Por momentos revivo, rememoro tiempos no demasiado lejanos que sin embargo se sienten remotos.
Sin yo quererlo, o al menos no adrede, de veras.
A veces son simples instantes en los que según toque, vuelvo a sentir, de manera efímera, algo del frío de los muchos inviernos que tanto me dolieron.
Horrible sensación, desalmada y cruel, la de sentir frío en soledad.
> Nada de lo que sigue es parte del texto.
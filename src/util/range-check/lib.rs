/* ************************************************************************ **
** This file is part of toyla, and is licensed under EITHER the MIT license **
** or the Apache 2.0 license, at your option.                               **
**                                                                          **
**     http://www.apache.org/licenses/LICENSE-2.0                           **
**     http://opensource.org/licenses/MIT                                   **
** ************************************************************************ */

//! Overflow guard for scalar multiplication.
//!
//! [`check_multiply`] decides whether `op1 * op2` is representable in the
//! operands' type *before* the multiplication is performed. The product
//! itself is never computed, because for integers it may wrap (or panic)
//! before the check gets a chance to run.
//!
//! [`check_multiply`]: fn.check_multiply.html

#[cfg(feature = "serde")]
#[macro_use]
extern crate serde;

use ::std::fmt;
use ::failure::Fail;

/// The operands of a multiplication whose result would not fit in `T`.
#[derive(Debug, Copy, Clone, PartialEq)]
pub struct ValueRangeExceeded<T> {
    pub op1: T,
    pub op2: T,
}

impl<T: fmt::Display> fmt::Display for ValueRangeExceeded<T> {
    fn fmt(&self, f: &mut fmt::Formatter) -> fmt::Result {
        write!(f, "product of {} and {} leaves the range of its type", self.op1, self.op2)
    }
}

// (written by hand because the derive can't put bounds on T)
impl<T> Fail for ValueRangeExceeded<T>
where T: fmt::Debug + fmt::Display + Send + Sync + 'static,
{}

mod private {
    pub trait Sealed {}
}

/// Scalar types with a multiplication range check.
///
/// This is implemented for the signed integer and floating point primitives,
/// and cannot be implemented outside of this crate. Code that is generic over
/// `MulRangeCheck` therefore cannot be instantiated with an unsupported type.
pub trait MulRangeCheck: Copy + private::Sealed {
    /// Fails if `self * other` is not representable in `Self`.
    fn check_mul(self, other: Self) -> Result<(), ValueRangeExceeded<Self>>;
}

/// Fails if `op1 * op2` is not representable in `T`.
#[inline]
pub fn check_multiply<T: MulRangeCheck>(op1: T, op2: T) -> Result<(), ValueRangeExceeded<T>>
{ op1.check_mul(op2) }

// We want  MIN <= op1 * op2 <= MAX.  Dividing the bounds through by op2 instead
// keeps every intermediate in range, but a negative divisor flips both
// inequalities. Truncating division rounds each bound toward zero, which is the
// direction that keeps the test exact.
//
// op2 == -1 gets its own case because MIN / -1 is itself unrepresentable.
macro_rules! impl_signed_int {
    ($($T:ident)*) => {$(
        impl private::Sealed for $T {}

        impl MulRangeCheck for $T {
            #[inline]
            fn check_mul(self, other: $T) -> Result<(), ValueRangeExceeded<$T>> {
                let (op1, op2) = (self, other);
                let (min, max) = ($T::MIN, $T::MAX);

                let overflow = if op2 < -1 {
                    !(min / op2 >= op1 && max / op2 <= op1)
                } else if op2 >= 1 {
                    !(min / op2 <= op1 && max / op2 >= op1)
                } else {
                    // op2 is 0 or -1
                    op2 == -1 && op1 == min
                };

                match overflow {
                    true => Err(ValueRangeExceeded { op1, op2 }),
                    false => Ok(()),
                }
            }
        }
    )*};
}

impl_signed_int!{ i8 i16 i32 i64 i128 isize }

// Same idea as for integers, with `lowest` (= -MAX) as the lower bound. Each
// branch divides by whichever operand keeps the comparison on the correct side.
//
// Known gaps:
// * Products that underflow into (or below) the subnormal range are not reported.
// * Near MAX, the verdict follows the rounding of the division rather than that
//   of the true product, so a product that rounds to exactly MAX may go either way.
// * NaN operands are never reported; NaN just propagates. Neither is a zero
//   times an infinity, which is NaN as well.
macro_rules! impl_float {
    ($($T:ident)*) => {$(
        impl private::Sealed for $T {}

        impl MulRangeCheck for $T {
            #[inline]
            fn check_mul(self, other: $T) -> Result<(), ValueRangeExceeded<$T>> {
                let (op1, op2) = (self, other);
                let (lowest, max) = ($T::MIN, $T::MAX);

                if op1 == 0.0 || op2 == 0.0 || op1.is_nan() || op2.is_nan() {
                    return Ok(());
                }
                // the divisions below lose infinities once the other operand is below 1
                if op1.is_infinite() || op2.is_infinite() {
                    return Err(ValueRangeExceeded { op1, op2 });
                }

                let in_range = match (op1 < 0.0, op2 < 0.0) {
                    (true, false) => lowest / op2 <= op1,
                    (true, true) => max / op2 <= op1,
                    (false, false) => max / op2 >= op1,
                    (false, true) => lowest / op1 <= op2,
                };

                match in_range {
                    true => Ok(()),
                    false => Err(ValueRangeExceeded { op1, op2 }),
                }
            }
        }
    )*};
}

impl_float!{ f32 f64 }

/// Whether arithmetic should run the multiplication guard.
///
/// The default is chosen at compile time by the `range-check` cargo feature.
#[derive(Debug, Copy, Clone, PartialEq, Eq, Hash)]
#[cfg_attr(feature = "serde", derive(Serialize, Deserialize))]
#[cfg_attr(feature = "serde", serde(rename_all = "kebab-case"))]
pub enum RangeCheck {
    /// Every multiply-accumulate step is checked, and the first overflow
    /// aborts the whole operation.
    Enabled,
    /// No checks. Integers wrap around and floats overflow to infinity.
    Disabled,
}

impl Default for RangeCheck {
    #[cfg(feature = "range-check")]
    fn default() -> Self { RangeCheck::Enabled }

    #[cfg(not(feature = "range-check"))]
    fn default() -> Self { RangeCheck::Disabled }
}

impl RangeCheck {
    pub fn is_enabled(self) -> bool
    { self == RangeCheck::Enabled }

    /// Runs the guard on `op1 * op2` if enabled.
    #[inline(always)]
    pub fn check<T: MulRangeCheck>(self, op1: T, op2: T) -> Result<(), ValueRangeExceeded<T>>
    {
        match self {
            RangeCheck::Enabled => check_multiply(op1, op2),
            RangeCheck::Disabled => Ok(()),
        }
    }
}
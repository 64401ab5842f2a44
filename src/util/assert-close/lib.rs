/* ************************************************************************ **
** This file is part of toyla, and is licensed under EITHER the MIT license **
** or the Apache 2.0 license, at your option.                               **
**                                                                          **
**     http://www.apache.org/licenses/LICENSE-2.0                           **
**     http://opensource.org/licenses/MIT                                   **
** ************************************************************************ */

use ::std::fmt;
use ::failure::Fail;

pub const DEFAULT_NONZERO_TOL: f64 = 1e-9;

/// `assert_close!(rel=1e-6, abs=1e-8, left, right)`, with both tolerances optional.
///
/// Works on anything implementing `CheckClose`.
#[macro_export]
macro_rules! assert_close {
    ($($t:tt)*) => {
        $crate::assert_close_impl!{@parsing [$($t)*] [[@rel $crate::DEFAULT_NONZERO_TOL] [@abs 0.0]]}
    };
}

#[doc(hidden)]
#[macro_export]
macro_rules! assert_close_impl {
    (@parsing [rel=$tol:expr, $($rest:tt)*] [$($assignment:tt)*]) => {
        $crate::assert_close_impl!(@parsing [$($rest)*] [$($assignment)* [@rel $tol]]);
    };
    (@parsing [abs=$tol:expr, $($rest:tt)*] [$($assignment:tt)*]) => {
        $crate::assert_close_impl!(@parsing [$($rest)*] [$($assignment)* [@abs $tol]]);
    };
    (@parsing [$a:expr, $b:expr $(,)*] $assignments:tt) => {
        $crate::assert_close_impl!(@expand $assignments [@comp $a, $b] [@fmt "not nearly equal!"])
    };
    (@parsing [$a:expr, $b:expr, $($fmt:tt)+] $assignments:tt) => {
        $crate::assert_close_impl!(@expand $assignments [@comp $a, $b] [@fmt $($fmt)+])
    };
    (@expand [$([@$which:ident $tol:expr])*] [@comp $a:expr, $b:expr] [@fmt $($fmt:tt)+]) => {
        #[allow(unused_mut)]
        #[allow(unused_assignments)]
        {
            let a = $a;
            let b = $b;

            let mut tol = $crate::Tolerances { abs: 0.0, rel: 0.0 };
            $( $crate::assert_close_impl!(@assign tol $which $tol); )*

            if let Err(e) = $crate::CheckClose::check_close(&a, &b, tol) {
                panic!(
                    "{} (tolerances: rel={}, abs={})\n{}",
                    format!($($fmt)+), tol.rel, tol.abs, e,
                );
            }
        }
    };
    (@assign $tol:ident rel $value:expr) => { $tol.rel = $value; };
    (@assign $tol:ident abs $value:expr) => { $tol.abs = $value; };
}

/// Python's `math.isclose`, with `abs` and `rel` both in play.
#[doc(hidden)]
#[inline]
pub fn __is_close(a: f64, b: f64, Tolerances { abs, rel }: Tolerances) -> bool {
    assert!(rel >= 0.0);
    assert!(abs >= 0.0);

    // infinities of the same sign
    if a == b { return true; }
    if a.is_infinite() || b.is_infinite() { return false; }

    // NaN lands here and fails
    (a - b).abs() <= abs.max(rel * a.abs()).max(rel * b.abs())
}

#[derive(Debug, Copy, Clone)]
pub struct Tolerances {
    pub abs: f64,
    pub rel: f64,
}

/// The first pair of values that were not close.
#[derive(Debug)]
pub struct CheckCloseError<T> {
    /// Where in the container the values were found, outermost first.
    pub position: Vec<usize>,
    pub values: (T, T),
    pub tol: Tolerances,
}

impl<T: fmt::Debug> fmt::Display for CheckCloseError<T> {
    fn fmt(&self, f: &mut fmt::Formatter) -> fmt::Result {
        let (ref left, ref right) = self.values;
        write!(f, "failed at {:?}:\n  left: {:?}\n right: {:?}", self.position, left, right)
    }
}

impl<T> Fail for CheckCloseError<T>
where T: fmt::Debug + Send + Sync + 'static,
{}

impl<T> CheckCloseError<T> {
    /// Records that the failure happened inside element `index` of an outer container.
    pub fn at(mut self, index: usize) -> Self
    { self.position.insert(0, index); self }
}

pub trait CheckClose<Rhs: ?Sized = Self> {
    type Scalar;

    /// Test that all values of self and other are close.
    fn check_close(&self, other: &Rhs, tol: Tolerances) -> Result<(), CheckCloseError<Self::Scalar>>;
}

macro_rules! impl_float {
    ($($T:ident)*) => {$(
        impl CheckClose for $T {
            type Scalar = $T;

            #[inline]
            fn check_close(&self, other: &$T, tol: Tolerances) -> Result<(), CheckCloseError<$T>> {
                match __is_close(f64::from(*self), f64::from(*other), tol) {
                    true => Ok(()),
                    false => Err(CheckCloseError { position: vec![], values: (*self, *other), tol }),
                }
            }
        }
    )*};
}

impl_float!{ f32 f64 }

impl<'a, T: ?Sized + CheckClose> CheckClose for &'a T {
    type Scalar = T::Scalar;

    fn check_close(&self, other: &Self, tol: Tolerances) -> Result<(), CheckCloseError<Self::Scalar>>
    { CheckClose::check_close(*self, *other, tol) }
}

impl<T: CheckClose> CheckClose for [T] {
    type Scalar = T::Scalar;

    fn check_close(&self, other: &[T], tol: Tolerances) -> Result<(), CheckCloseError<Self::Scalar>>
    {
        assert_eq!(self.len(), other.len(), "cannot compare slices of different length");
        for (i, (a, b)) in self.iter().zip(other).enumerate() {
            a.check_close(b, tol).map_err(|e| e.at(i))?;
        }
        Ok(())
    }
}

impl<T: CheckClose> CheckClose for Vec<T> {
    type Scalar = T::Scalar;

    fn check_close(&self, other: &Vec<T>, tol: Tolerances) -> Result<(), CheckCloseError<Self::Scalar>>
    { self[..].check_close(&other[..], tol) }
}

impl<T: CheckClose> CheckClose<[T]> for Vec<T> {
    type Scalar = T::Scalar;

    fn check_close(&self, other: &[T], tol: Tolerances) -> Result<(), CheckCloseError<Self::Scalar>>
    { self[..].check_close(other, tol) }
}

#[cfg(test)]
#[deny(unused)]
mod tests {
    use super::*;

    #[test]
    fn macro_output_can_compile() {
        assert_close!(1.0, 1.0);
        assert_close!(abs=1e-8, 1.0, 1.0);
        assert_close!(rel=1e-8, abs=1e-8, 1.0, 1.0);
        assert_close!(1.0, 1.0,);
        assert_close!(abs=1e-8, 1.0, 1.0,);
        assert_close!(rel=1e-8, abs=1e-8, 1.0f32, 1.0f32, "{}", "hello");
    }

    #[test]
    fn f32_uses_relative_tolerance() {
        assert_close!(rel=1e-6, 81628267.0f32, 81628270.0f32);
        assert!(81628267.0f32.check_close(&81700000.0, Tolerances { abs: 0.0, rel: 1e-6 }).is_err());
    }

    #[test]
    fn slices_report_position() {
        let a = vec![1.0, 2.0, 3.0];
        let b = vec![1.0, 2.5, 3.0];
        let err = a.check_close(&b, Tolerances { abs: 1e-3, rel: 0.0 }).unwrap_err();
        assert_eq!(err.position, vec![1]);
        assert_eq!(err.values, (2.0, 2.5));

        let nested = vec![vec![1.0], vec![2.0, 3.0]];
        let other = vec![vec![1.0], vec![2.0, 4.0]];
        let err = nested.check_close(&other, Tolerances { abs: 1e-3, rel: 0.0 }).unwrap_err();
        assert_eq!(err.position, vec![1, 1]);
    }

    #[test]
    fn infinities_and_nan() {
        let tol = Tolerances { abs: 1.0, rel: 1.0 };
        assert!(::std::f64::INFINITY.check_close(&::std::f64::INFINITY, tol).is_ok());
        assert!(::std::f64::INFINITY.check_close(&::std::f64::NEG_INFINITY, tol).is_err());
        assert!(::std::f64::NAN.check_close(&::std::f64::NAN, tol).is_err());
    }

    #[test]
    #[should_panic(expected = "not nearly equal")]
    fn not_close() {
        assert_close!(abs=0.0, rel=0.0, 1.0, 1.1);
    }
}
Otras veces añoro profundamente, con rabiosa, aguda, honda y punzante melancolía aquellos días que me pertenecían hora a hora desde que me despertaba hasta que me volvía a dormir quizás solo quizás acompañado. Días sin estrenar, sin abrir, sin más plan que, cámara en mano, cruzar por algún paso de cebra de los muchos que todavía estoy por pisar del irreverentemente gigantesco Tokio en el que aterricé con más heridas por lamer que saliva y ganas. Caminar tropezándome con miradas que sostener y quizás desvalijarles el gesto con mi cámara por si cayese alguna sonrisa y poder recordar cada uno de esos instantes en otros momentos siempre que quisiese querer volver, lo que ha resultado ser bastante más a menudo de lo imaginado.
Si el arrojo me lo hubiera permitido, a muchas hubiese besado sin dudar. Porque daba igual, porque la vida era seguir adelante sin darle demasiadas vueltas, sin pensar en lo que pudiese pasar la hora siguiente o el día de después y mucho menos preocuparse por lo que pudiesen pensar desconocidos de mi si tampoco me conocen.
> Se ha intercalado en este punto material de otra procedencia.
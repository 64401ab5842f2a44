/* ************************************************************************ **
** This file is part of toyla, and is licensed under EITHER the MIT license **
** or the Apache 2.0 license, at your option.                               **
**                                                                          **
**     http://www.apache.org/licenses/LICENSE-2.0                           **
**     http://opensource.org/licenses/MIT                                   **
** ************************************************************************ */

use crate::{ArithError, ShapeMismatch, Scalar, Shape, ToyMatrix};
use ::std::ops::{Index, IndexMut};
use ::itertools::zip_eq;
use ::toyla_range_check::{RangeCheck, ValueRangeExceeded};
use ::toyla_assert_close::{CheckClose, CheckCloseError, Tolerances};

#[derive(Debug, Copy, Clone, PartialEq, Eq, Hash)]
pub enum Orientation { Column, Row }

/// Owned dense vector; a column vector unless transposed.
///
/// Linear indexing (`v[i]`) does not care about orientation. The orientation
/// only matters to the products, which follow the usual matrix rules.
#[derive(Debug)]
pub struct ToyVector<T = f64> {
    data: Vec<T>,
    // (len, 1), or (1, len) when transposed
    shape: Shape,
}

impl<T: Scalar> ToyVector<T> {
    /// A zero-filled column vector.
    pub fn new(len: usize) -> Self
    { ToyVector::from_data(vec![T::zero(); len]) }
}

impl<T> ToyVector<T> {
    /// A column vector.
    pub fn from_data(data: Vec<T>) -> Self
    {
        let shape = Shape::new((data.len(), 1));
        ToyVector { data, shape }
    }

    pub fn len(&self) -> usize { self.data.len() }
    pub fn is_empty(&self) -> bool { self.data.is_empty() }
    pub fn dims(&self) -> (usize, usize) { self.shape.dims() }
    pub fn num_rows(&self) -> usize { self.shape.num_rows() }
    pub fn num_cols(&self) -> usize { self.shape.num_cols() }
    pub fn is_transposed(&self) -> bool { self.shape.is_transposed() }
    pub fn as_slice(&self) -> &[T] { &self.data }

    pub fn orientation(&self) -> Orientation
    {
        match self.is_transposed() {
            false => Orientation::Column,
            true => Orientation::Row,
        }
    }

    /// Switch between column and row vector. Returns the new orientation.
    pub fn transpose(&mut self) -> Orientation
    {
        self.shape.transpose();
        self.orientation()
    }
}

impl<T: Copy> ToyVector<T> {
    /// Element access as a `num_rows` by `num_cols` matrix.
    pub fn get(&self, row: usize, col: usize) -> T
    { self.data[self.shape.offset(row, col)] }
}

impl<T: Scalar> Default for ToyVector<T> {
    fn default() -> Self { ToyVector::new(4) }
}

impl<T: Clone> Clone for ToyVector<T> {
    fn clone(&self) -> Self
    { ToyVector { data: self.data.clone(), shape: self.shape } }

    fn clone_from(&mut self, source: &Self)
    {
        if self.data.capacity() < source.data.len() {
            trace!("Reallocating vector buffer for {} -> {} elements", self.len(), source.len());
        }
        self.data.clone_from(&source.data);
        self.shape = source.shape;
    }
}

impl<T: PartialEq> PartialEq for ToyVector<T> {
    fn eq(&self, other: &Self) -> bool
    { self.shape == other.shape && self.data == other.data }
}

impl<T> Index<usize> for ToyVector<T> {
    type Output = T;

    #[inline(always)]
    fn index(&self, i: usize) -> &T { &self.data[i] }
}

impl<T> IndexMut<usize> for ToyVector<T> {
    #[inline(always)]
    fn index_mut(&mut self, i: usize) -> &mut T { &mut self.data[i] }
}

// ---------------------------------------------------------------------------
// elementwise

impl<T: Scalar> ToyVector<T> {
    pub fn add(&self, rhs: &Self) -> Result<Self, ShapeMismatch>
    {
        let mut out = self.clone();
        out.add_assign(rhs)?;
        Ok(out)
    }

    pub fn sub(&self, rhs: &Self) -> Result<Self, ShapeMismatch>
    {
        let mut out = self.clone();
        out.sub_assign(rhs)?;
        Ok(out)
    }

    pub fn add_assign(&mut self, rhs: &Self) -> Result<(), ShapeMismatch>
    { self.zip_in_place("add", rhs, T::native_add) }

    pub fn sub_assign(&mut self, rhs: &Self) -> Result<(), ShapeMismatch>
    { self.zip_in_place("subtract", rhs, T::native_sub) }

    fn zip_in_place(&mut self, op: &'static str, rhs: &Self, f: impl Fn(T, T) -> T) -> Result<(), ShapeMismatch>
    {
        ShapeMismatch::check(op, self.dims() == rhs.dims(), self.dims(), rhs.dims())?;

        for (a, &b) in zip_eq(&mut self.data, &rhs.data) {
            *a = f(*a, b);
        }
        Ok(())
    }
}

// ---------------------------------------------------------------------------
// products

impl<T: Scalar> ToyVector<T> {
    pub fn dot(&self, rhs: &Self) -> Result<T, ArithError<T>>
    { self.dot_with(rhs, RangeCheck::default()) }

    /// Dot product of two vectors of equal length, whatever their orientation.
    pub fn dot_with(&self, rhs: &Self, check: RangeCheck) -> Result<T, ArithError<T>>
    {
        ShapeMismatch::check("dot", self.len() == rhs.len(), self.dims(), rhs.dims())?;

        let mut acc = T::zero();
        for (&a, &b) in zip_eq(&self.data, &rhs.data) {
            check.check(a, b)?;
            acc = acc.native_add(a.native_mul(b));
        }
        Ok(acc)
    }

    pub fn inner(&self, rhs: &Self) -> Result<T, ArithError<T>>
    { self.inner_with(rhs, RangeCheck::default()) }

    /// Row vector times column vector.
    pub fn inner_with(&self, rhs: &Self, check: RangeCheck) -> Result<T, ArithError<T>>
    {
        let ok = {
            self.orientation() == Orientation::Row
            && rhs.orientation() == Orientation::Column
            && self.len() == rhs.len()
        };
        ShapeMismatch::check("multiply", ok, self.dims(), rhs.dims())?;
        self.dot_with(rhs, check)
    }

    pub fn vecmat(&self, rhs: &ToyMatrix<T>) -> Result<Self, ArithError<T>>
    { self.vecmat_with(rhs, RangeCheck::default()) }

    /// Row vector times matrix, giving a row vector.
    pub fn vecmat_with(&self, rhs: &ToyMatrix<T>, check: RangeCheck) -> Result<Self, ArithError<T>>
    {
        ShapeMismatch::check("multiply", self.dims() == (1, rhs.num_rows()), self.dims(), rhs.dims())?;

        let mut out = ToyVector::<T>::new(rhs.num_cols());
        out.transpose();
        for col in 0..rhs.num_cols() {
            for k in 0..rhs.num_rows() {
                let (a, b) = (self.data[k], rhs[(k, col)]);
                if let Err(e) = check.check(a, b) {
                    debug!("Aborted vector-matrix product with {:?} at column {}: {}", rhs.dims(), col, e);
                    return Err(e.into());
                }
                out.data[col] = out.data[col].native_add(a.native_mul(b));
            }
        }
        Ok(out)
    }

    pub fn scale(&mut self, factor: T) -> Result<(), ValueRangeExceeded<T>>
    { self.scale_with(factor, RangeCheck::default()) }

    /// Multiply every element by `factor`.
    ///
    /// Every product is checked before any element is written.
    pub fn scale_with(&mut self, factor: T, check: RangeCheck) -> Result<(), ValueRangeExceeded<T>>
    {
        if check.is_enabled() {
            for &x in &self.data {
                check.check(x, factor)?;
            }
        }
        for x in &mut self.data {
            *x = x.native_mul(factor);
        }
        Ok(())
    }
}

impl<T: CheckClose> CheckClose for ToyVector<T> {
    type Scalar = T::Scalar;

    fn check_close(&self, other: &Self, tol: Tolerances) -> Result<(), CheckCloseError<Self::Scalar>>
    {
        assert_eq!(self.dims(), other.dims(), "cannot compare vectors of different shape");
        self.as_slice().check_close(other.as_slice(), tol)
    }
}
Demasiadas pocas cosas dejaban de dar igual.
Me atrevo a darme cuenta que ya nunca amanecer alguno volverá a ser exclusivamente mío. La nostalgia le empapa más a uno cuando llueve y últimamente no deja de jarrear.
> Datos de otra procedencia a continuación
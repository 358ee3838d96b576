use async_trait::async_trait;
use mailsender_common::{JobId, Letter, Status};

/// Persistent home of every letter and the single source of truth for its
/// status.
///
/// Implementations must serialize their own operations: two concurrent
/// [`Storage::claim_one`] calls never return the same letter, and reads by
/// status hand out the oldest matching letter first.
#[async_trait]
pub trait Storage: Send + Sync + std::fmt::Debug {
    /// Persist a new letter exactly as given.
    ///
    /// # Errors
    /// [`crate::StorageError::AlreadyExists`] if the ID is taken, or any
    /// backend failure.
    async fn create(&self, letter: &Letter) -> crate::Result<JobId>;

    /// Fetch the oldest letter currently in `status`, if any.
    ///
    /// # Errors
    /// Any backend failure.
    async fn read_one_by_status(&self, status: Status) -> crate::Result<Option<Letter>>;

    /// Set the status of a single letter.
    ///
    /// # Errors
    /// [`crate::StorageError::NotFound`] if no such letter exists, or any
    /// backend failure.
    async fn update_status(&self, id: &JobId, status: Status) -> crate::Result<()>;

    /// Move every letter in `old` to `new`, returning how many moved.
    ///
    /// # Errors
    /// Any backend failure.
    async fn update_all_matching(&self, old: Status, new: Status) -> crate::Result<usize>;

    /// Release the backend. Further operations fail with
    /// [`crate::StorageError::Closed`].
    ///
    /// # Errors
    /// Any failure while flushing the backend.
    async fn close(&self) -> crate::Result<()>;

    /// Fetch a letter by ID.
    ///
    /// # Errors
    /// [`crate::StorageError::NotFound`] if no such letter exists.
    async fn get(&self, id: &JobId) -> crate::Result<Letter>;

    /// Every letter in `status`, oldest first.
    ///
    /// # Errors
    /// Any backend failure.
    async fn list_by_status(&self, status: Status) -> crate::Result<Vec<Letter>>;

    /// Read the oldest letter in `from` and move it to `to`.
    ///
    /// The bundled backends do this under one lock. This provided version is
    /// only safe when a single caller claims from the store, which holds for
    /// the queue loop.
    ///
    /// # Errors
    /// Any backend failure.
    async fn claim_one(&self, from: Status, to: Status) -> crate::Result<Option<Letter>> {
        let Some(mut letter) = self.read_one_by_status(from).await? else {
            return Ok(None);
        };

        self.update_status(&letter.id, to).await?;
        letter.status = to;

        Ok(Some(letter))
    }
}
//! Rate-limited delivery of queued letters
//!
//! This crate provides:
//! - A ticket-minting [`RateLimiter`]
//! - A [`WorkerPool`] of long-lived sending sessions
//! - The [`Queue`] that owns every letter's status in storage
//! - An SMTP implementation of the [`Sender`] / [`Connector`] pair

mod error;
pub mod pool;
pub mod queue;
pub mod rate_limiter;
pub mod sender;
mod types;

pub use error::{DeliveryError, LimiterError, PermanentError, SystemError, TemporaryError};
pub use pool::{WorkerPool, WorkerPoolBarrier};
pub use queue::{Queue, QueueChannels, QueueConfig, recover_interrupted};
pub use rate_limiter::{RateLimitConfig, RateLimiter, Ticket};
pub use sender::{Connector, Sender, SmtpConnector, SmtpSender};
pub use types::{DeliveryConfig, SmtpConfig, SmtpTimeouts, TlsMode};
Ayer, como desde hace casi un año, volví aproximadamente a la misma hora a la misma casa. Mientras pedaleaba, me acordé de aquella noche de verano después del trabajo en la que decidí que no quería volver a mi habitación y me fui hasta Odaiba donde después de cenar perdí el último tren y no me atrevía a calcular cuanto me costaría la vuelta en taxi porque sabía que no me iba a llegar. Dormí en el banco de un parque después de unas cuantas cervezas hasta que aquellos dos policías me despertaron, me pidieron la documentación y me dejaron en paz después de algunas preguntas. La mañana siguiente, ya en el trabajo con la misma ropa, cierto dolor de cabeza y un olor que no me atrevo a recordar, me sentía extrañamente contento porque era libre de hacer lo que me viniese en gana sin tener que dar explicaciones a nadie, porque sentía la vida a todo lo que daba. Podía hacer lo que quisiese cuando quisiese sin más responsabilidad que cumplir, y no siempre, el horario del trabajo que me permitía tener el dinero suficiente para dormir bajo techo aunque me diese por cambiarlo por un cielo sin estrellas o techos de habitaciones ajenas.
A veces salía a correr de madrugada, otras pasaba días enteros sin salir de la cama. Hubo una temporada en que iba a clases de Karate seis días por semana, agonizando entre moratones y agujetas el séptimo. Otras encadenaba resacas y no era capaz de averiguar adonde se había escapado la última docena de días.
Era blasfema y asquerosamente libre. No rendía cuentas ni a Dios.
Tampoco me atrevía a echar números conmigo mismo.
Como iba diciendo, ayer volví a casa a la misma hora. Abrí la puerta y escuché el «okaeri nasai», que me regala Chiaki con invariable entusiasmo día tras día desde que vivimos juntos.
Incalculable privilegio estar a su lado.
Llevaba a Kota en brazos pero al verme se empezó a revolver y Chiaki tuvo que ceder y dejarlo en el suelo como él quería. Suelo que apenas llegó a tocar cuando empezó a gatear a toda velocidad hacia mi balbuceando cosas que solo él sabrá lo que significan. Cuando llegó a mi altura, yo ya llevaba un rato de rodillas esperándole con los brazos abiertos y entonces, apoyándose en mi pierna, se puso de pies con asombrosa facilidad y me abrazó dando un grito mientras Chiaki se reía.
Y a mi se me curaron todas las morriñas, melancolías y demás putas gilipolleces de sopetón.